** Opening TASK MATERIAL block **
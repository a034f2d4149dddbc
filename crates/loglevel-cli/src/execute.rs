//! Runs a parsed invocation against the core library.

use loglevel_config::Config;
use loglevel_core::{
    EndpointResolver, LevelOperationDispatcher, ManagementConnection, ManagementConnector,
    ProcessDiscovery, ProcessLocator, RecordSink, RegistryIds,
};
use tracing::debug;

use crate::AppError;
use crate::CLI_TARGET;
use crate::command::{CommandInvocation, LoggerQuery};

/// The discovery and transport implementations a command runs against.
pub(crate) struct Collaborators<'a> {
    pub(crate) discovery: &'a dyn ProcessDiscovery,
    pub(crate) connector: &'a dyn ManagementConnector,
}

/// Executes `invocation`, streaming records into `sink`.
///
/// At most one connection is opened; it is dropped before returning on every
/// path.
pub(crate) fn execute(
    invocation: CommandInvocation,
    config: &Config,
    collaborators: &Collaborators<'_>,
    sink: &mut dyn RecordSink,
) -> Result<(), AppError> {
    let ids = RegistryIds::new(config.native_registry(), config.bridged_registry())?;
    let dispatcher = LevelOperationDispatcher::new(ids);
    debug!(target: CLI_TARGET, command = invocation.name(), "executing command");

    match invocation {
        CommandInvocation::Jobs => {
            let locator = ProcessLocator::new(collaborators.discovery, config.self_name());
            dispatcher.list_jvms(&locator, sink)?;
        }
        CommandInvocation::List(query) => {
            let mut connection = connect(&query, config, collaborators)?;
            dispatcher.show_levels(connection.as_mut(), query.selector, &query.pattern, sink)?;
        }
        CommandInvocation::Parent(query) => {
            let mut connection = connect(&query, config, collaborators)?;
            dispatcher.show_parents(connection.as_mut(), query.selector, &query.pattern, sink)?;
        }
        CommandInvocation::Set { query, change } => {
            let mut connection = connect(&query, config, collaborators)?;
            dispatcher.set_levels(
                connection.as_mut(),
                query.selector,
                &query.pattern,
                &change,
                sink,
            )?;
        }
    }
    Ok(())
}

fn connect(
    query: &LoggerQuery,
    config: &Config,
    collaborators: &Collaborators<'_>,
) -> Result<Box<dyn ManagementConnection>, AppError> {
    let resolver = EndpointResolver::new(collaborators.discovery, collaborators.connector);
    let connection = match config.agent_url() {
        Some(address) => {
            debug!(target: CLI_TARGET, pid = query.pid, %address, "using configured agent url");
            resolver.connect_address(query.pid, address)
        }
        None => resolver.resolve(query.pid),
    }?;
    Ok(connection)
}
** Closing TASK MATERIAL block **
Take from the entries every line that has the string "against".

//! Runs a parsed invocation against the core library.
/// The discovery and transport implementations a command runs against.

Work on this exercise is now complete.